(Saved entries)
#####
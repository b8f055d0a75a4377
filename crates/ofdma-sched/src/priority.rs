//! "Largest weighted first" ordering of DL candidates.
//! Each candidate is given a cost from its queued bytes and traffic class, and the
//! heterogeneous RU combination for the candidate count is handed out in descending cost order.

use rand::{Rng, SeedableRng};
use rand::rngs::StdRng;

use ofdma_core::{Mcs, RuType};

use crate::candidates::CostInput;
use crate::ru_alloc::ru_combination;

const COST_SCALE: f64 = 5.0;
const COST_DIVISOR: f64 = 2.0;

/// Range of the MCS values drawn for stations served through the priority path
pub const RANDOM_MCS_MIN: Mcs = 1;
pub const RANDOM_MCS_MAX: Mcs = 11;

/// Source of the MCS values that overwrite rate control on the priority path
pub trait McsSource {
    fn draw(&mut self) -> Mcs;
}

/// Uniformly distributed MCS in RANDOM_MCS_MIN..=RANDOM_MCS_MAX
pub struct RandomMcs {
    rng: StdRng,
}

impl RandomMcs {
    /// Seeded from the OS if `seed` is None
    pub fn new(seed: Option<u64>) -> Self {
        let rng = match seed {
            Some(seed) => StdRng::seed_from_u64(seed),
            None => StdRng::from_os_rng(),
        };
        Self { rng }
    }
}

impl McsSource for RandomMcs {
    fn draw(&mut self) -> Mcs {
        self.rng.random_range(RANDOM_MCS_MIN..=RANDOM_MCS_MAX)
    }
}

/// Hands out the given values in order, wrapping around
pub struct FixedMcs {
    values: Vec<Mcs>,
    next: usize,
}

impl FixedMcs {
    pub fn new(values: Vec<Mcs>) -> Self {
        assert!(!values.is_empty(), "FixedMcs needs at least one value");
        Self { values, next: 0 }
    }
}

impl McsSource for FixedMcs {
    fn draw(&mut self) -> Mcs {
        let mcs = self.values[self.next];
        self.next = (self.next + 1) % self.values.len();
        mcs
    }
}

/// Outcome of the priority ordering
#[derive(Debug, Clone, PartialEq)]
pub struct PriorityAllocation {
    /// Candidate indices, highest cost first
    pub order: Vec<usize>,
    /// RU size per rank
    pub rus: Vec<RuType>,
    /// One drawn MCS per candidate, empty when randomization is off
    pub mcs: Vec<Mcs>,
}

impl PriorityAllocation {
    /// Number of candidates that get an RU
    pub fn granted(&self) -> usize {
        self.rus.len().min(self.order.len())
    }
}

pub fn cost(input: &CostInput) -> f64 {
    input.bytes as f64 * input.class.weight() * COST_SCALE / COST_DIVISOR
}

/// Mean of the channel quality samples. Only logged, the cost uses a fixed divisor.
pub fn average_channel_quality(inputs: &[CostInput]) -> f64 {
    if inputs.is_empty() {
        return 0.0;
    }
    inputs.iter().map(|c| c.channel_quality).sum::<f64>() / inputs.len() as f64
}

/// Orders the candidates by descending cost (ties keep candidate order) and picks the RU
/// combination for the candidate count. If `mcs_source` is given, one MCS is drawn per candidate.
pub fn largest_weighted_first(inputs: &[CostInput], mcs_source: Option<&mut dyn McsSource>) -> PriorityAllocation {
    let mcs = match mcs_source {
        Some(src) => (0..inputs.len()).map(|_| src.draw()).collect(),
        None => Vec::new(),
    };

    let costs: Vec<f64> = inputs.iter().map(cost).collect();
    // TODO decide whether the average channel quality should replace COST_DIVISOR
    let avg_quality = average_channel_quality(inputs);
    tracing::trace!("largest_weighted_first: costs {:?} avg channel quality {:.2}", costs, avg_quality);

    let mut order: Vec<usize> = (0..inputs.len()).collect();
    // sort_by is stable
    order.sort_by(|&a, &b| costs[b].total_cmp(&costs[a]));

    let rus = ru_combination(inputs.len()).to_vec();
    tracing::debug!("largest_weighted_first: order {:?} rus {:?}", order, rus);

    PriorityAllocation { order, rus, mcs }
}

#[cfg(test)]
mod tests {
    use ofdma_core::QosClass;

    use super::*;

    fn input(bytes: u32, class: QosClass) -> CostInput {
        CostInput { bytes, class, channel_quality: 1.0 }
    }

    #[test]
    fn test_cost_formula() {
        assert_eq!(cost(&input(100, QosClass::Voice)), 4000.0);
        assert_eq!(cost(&input(100, QosClass::Background)), 500.0);
    }

    #[test]
    fn test_descending_cost_gets_widest_ru() {
        let inputs = [input(100, QosClass::BestEffort), input(50, QosClass::BestEffort), input(25, QosClass::BestEffort)];
        let alloc = largest_weighted_first(&inputs, None);
        assert_eq!(alloc.order, vec![0, 1, 2]);
        assert_eq!(alloc.rus, vec![RuType::Ru106, RuType::Ru106, RuType::Ru26]);
        assert_eq!(alloc.granted(), 3);
        assert!(alloc.mcs.is_empty());
    }

    #[test]
    fn test_weight_reorders_candidates() {
        // 100 BK bytes (cost 500) lose against 40 VO bytes (cost 1600)
        let inputs = [input(100, QosClass::Background), input(40, QosClass::Voice), input(60, QosClass::Video)];
        let alloc = largest_weighted_first(&inputs, None);
        assert_eq!(alloc.order, vec![1, 2, 0]);
    }

    #[test]
    fn test_ties_keep_candidate_order() {
        let inputs = [input(10, QosClass::BestEffort), input(80, QosClass::BestEffort), input(10, QosClass::BestEffort), input(80, QosClass::BestEffort)];
        let alloc = largest_weighted_first(&inputs, None);
        assert_eq!(alloc.order, vec![1, 3, 0, 2]);
    }

    #[test]
    fn test_more_candidates_than_combination() {
        let inputs: Vec<CostInput> = (0..12).map(|i| input(100 + i, QosClass::BestEffort)).collect();
        let alloc = largest_weighted_first(&inputs, None);
        assert_eq!(alloc.rus, vec![RuType::Ru26; 9]);
        assert_eq!(alloc.granted(), 9);
        assert_eq!(alloc.order[0], 11);
    }

    #[test]
    fn test_one_mcs_per_candidate() {
        let inputs = [input(1, QosClass::Voice), input(2, QosClass::Voice)];
        let mut src = FixedMcs::new(vec![3, 9, 4]);
        let alloc = largest_weighted_first(&inputs, Some(&mut src));
        assert_eq!(alloc.mcs, vec![3, 9]);

        let mut rnd = RandomMcs::new(Some(7));
        for _ in 0..200 {
            let mcs = rnd.draw();
            assert!((RANDOM_MCS_MIN..=RANDOM_MCS_MAX).contains(&mcs));
        }
    }

    #[test]
    fn test_seeded_draws_repeat() {
        let mut a = RandomMcs::new(Some(42));
        let mut b = RandomMcs::new(Some(42));
        let va: Vec<Mcs> = (0..16).map(|_| a.draw()).collect();
        let vb: Vec<Mcs> = (0..16).map(|_| b.draw()).collect();
        assert_eq!(va, vb);
    }

    #[test]
    fn test_average_channel_quality() {
        let mut inputs = vec![input(1, QosClass::Voice), input(1, QosClass::Voice)];
        inputs[1].channel_quality = 3.0;
        assert_eq!(average_channel_quality(&inputs), 2.0);
        assert_eq!(average_channel_quality(&[]), 0.0);
    }
}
#####
Assignment: Retype all the data, changing nothing.

Problem solution:
repository b8f055d0a75a4377
filename crates/ofdma-sched/src/priority.rs
//! "Largest weighted first" ordering of DL candidates.
//! Each candidate is given a cost from its queued bytes and traffic class, and the
//! heterogeneous RU combination for the candidate count is handed out in descending cost order.

use rand::{Rng, SeedableRng};
use rand::rngs::StdRng;

use ofdma_core::{Mcs, RuType};

use crate::candidates::CostInput;
use crate::ru_alloc::ru_combination;

const COST_SCALE: f64 = 5.0;
const COST_DIVISOR: f64 = 2.0;

/// Range of the MCS values drawn for stations served through the priority path
pub const RANDOM_MCS_MIN: Mcs = 1;
pub const RANDOM_MCS_MAX: Mcs = 11;

/// Source of the MCS values that overwrite rate control on the priority path
pub trait McsSource {
    fn draw(&mut self) -> Mcs;
}

/// Uniformly distributed MCS in RANDOM_MCS_MIN..=RANDOM_MCS_MAX
pub struct RandomMcs {
    rng: StdRng,
}

impl RandomMcs {
    /// Seeded from the OS if `seed` is None
    pub fn new(seed: Option<u64>) -> Self {
        let rng = match seed {
            Some(seed) => StdRng::seed_from_u64(seed),
            None => StdRng::from_os_rng(),
        };
        Self { rng }
    }
}

impl McsSource for RandomMcs {
    fn draw(&mut self) -> Mcs {
        self.rng.random_range(RANDOM_MCS_MIN..=RANDOM_MCS_MAX)
    }
}

/// Hands out the given values in order, wrapping around
pub struct FixedMcs {
    values: Vec<Mcs>,
    next: usize,
}

impl FixedMcs {
    pub fn new(values: Vec<Mcs>) -> Self {
        assert!(!values.is_empty(), "FixedMcs needs at least one value");
        Self { values, next: 0 }
    }
}

impl McsSource for FixedMcs {
    fn draw(&mut self) -> Mcs {
        let mcs = self.values[self.next];
        self.next = (self.next + 1) % self.values.len();
        mcs
    }
}

/// Outcome of the priority ordering
#[derive(Debug, Clone, PartialEq)]
pub struct PriorityAllocation {
    /// Candidate indices, highest cost first
    pub order: Vec<usize>,
    /// RU size per rank
    pub rus: Vec<RuType>,
    /// One drawn MCS per candidate, empty when randomization is off
    pub mcs: Vec<Mcs>,
}

impl PriorityAllocation {
    /// Number of candidates that get an RU
    pub fn granted(&self) -> usize {
        self.rus.len().min(self.order.len())
    }
}

pub fn cost(input: &CostInput) -> f64 {
    input.bytes as f64 * input.class.weight() * COST_SCALE / COST_DIVISOR
}

/// Mean of the channel quality samples. Only logged, the cost uses a fixed divisor.
pub fn average_channel_quality(inputs: &[CostInput]) -> f64 {
    if inputs.is_empty() {
        return 0.0;
    }
    inputs.iter().map(|c| c.channel_quality).sum::<f64>() / inputs.len() as f64
}

/// Orders the candidates by descending cost (ties keep candidate order) and picks the RU
/// combination for the candidate count. If `mcs_source` is given, one MCS is drawn per candidate.
pub fn largest_weighted_first(inputs: &[CostInput], mcs_source: Option<&mut dyn McsSource>) -> PriorityAllocation {
    let mcs = match mcs_source {
        Some(src) => (0..inputs.len()).map(|_| src.draw()).collect(),
        None => Vec::new(),
    };

    let costs: Vec<f64> = inputs.iter().map(cost).collect();
    // TODO decide whether the average channel quality should replace COST_DIVISOR
    let avg_quality = average_channel_quality(inputs);
    tracing::trace!("largest_weighted_first: costs {:?} avg channel quality {:.2}", costs, avg_quality);

    let mut order: Vec<usize> = (0..inputs.len()).collect();
    // sort_by is stable
    order.sort_by(|&a, &b| costs[b].total_cmp(&costs[a]));

    let rus = ru_combination(inputs.len()).to_vec();
    tracing::debug!("largest_weighted_first: order {:?} rus {:?}", order, rus);

    PriorityAllocation { order, rus, mcs }
}

#[cfg(test)]
mod tests {
    use ofdma_core::QosClass;

    use super::*;

    fn input(bytes: u32, class: QosClass) -> CostInput {
        CostInput { bytes, class, channel_quality: 1.0 }
    }

    #[test]
    fn test_cost_formula() {
        assert_eq!(cost(&input(100, QosClass::Voice)), 4000.0);
        assert_eq!(cost(&input(100, QosClass::Background)), 500.0);
    }

    #[test]
    fn test_descending_cost_gets_widest_ru() {
        let inputs = [input(100, QosClass::BestEffort), input(50, QosClass::BestEffort), input(25, QosClass::BestEffort)];
        let alloc = largest_weighted_first(&inputs, None);
        assert_eq!(alloc.order, vec![0, 1, 2]);
        assert_eq!(alloc.rus, vec![RuType::Ru106, RuType::Ru106, RuType::Ru26]);
        assert_eq!(alloc.granted(), 3);
        assert!(alloc.mcs.is_empty());
    }

    #[test]
    fn test_weight_reorders_candidates() {
        // 100 BK bytes (cost 500) lose against 40 VO bytes (cost 1600)
        let inputs = [input(100, QosClass::Background), input(40, QosClass::Voice), input(60, QosClass::Video)];
        let alloc = largest_weighted_first(&inputs, None);
        assert_eq!(alloc.order, vec![1, 2, 0]);
    }

    #[test]
    fn test_ties_keep_candidate_order() {
        let inputs = [input(10, QosClass::BestEffort), input(80, QosClass::BestEffort), input(10, QosClass::BestEffort), input(80, QosClass::BestEffort)];
        let alloc = largest_weighted_first(&inputs, None);
        assert_eq!(alloc.order, vec![1, 3, 0, 2]);
    }

    #[test]
    fn test_more_candidates_than_combination() {
        let inputs: Vec<CostInput> = (0..12).map(|i| input(100 + i, QosClass::BestEffort)).collect();
        let alloc = largest_weighted_first(&inputs, None);
        assert_eq!(alloc.rus, vec![RuType::Ru26; 9]);
        assert_eq!(alloc.granted(), 9);
        assert_eq!(alloc.order[0], 11);
    }

    #[test]
    fn test_one_mcs_per_candidate() {
        let inputs = [input(1, QosClass::Voice), input(2, QosClass::Voice)];
        let mut src = FixedMcs::new(vec![3, 9, 4]);
        let alloc = largest_weighted_first(&inputs, Some(&mut src));
        assert_eq!(alloc.mcs, vec![3, 9]);

        let mut rnd = RandomMcs::new(Some(7));
        for _ in 0..200 {
            let mcs = rnd.draw();
            assert!((RANDOM_MCS_MIN..=RANDOM_MCS_MAX).contains(&mcs));
        }
    }

    #[test]
    fn test_seeded_draws_repeat() {
        let mut a = RandomMcs::new(Some(42));
        let mut b = RandomMcs::new(Some(42));
        let va: Vec<Mcs> = (0..16).map(|_| a.draw()).collect();
        let vb: Vec<Mcs> = (0..16).map(|_| b.draw()).collect();
        assert_eq!(va, vb);
    }

    #[test]
    fn test_average_channel_quality() {
        let mut inputs = vec![input(1, QosClass::Voice), input(1, QosClass::Voice)];
        inputs[1].channel_quality = 3.0;
        assert_eq!(average_channel_quality(&inputs), 2.0);
        assert_eq!(average_channel_quality(&[]), 0.0);
    }
}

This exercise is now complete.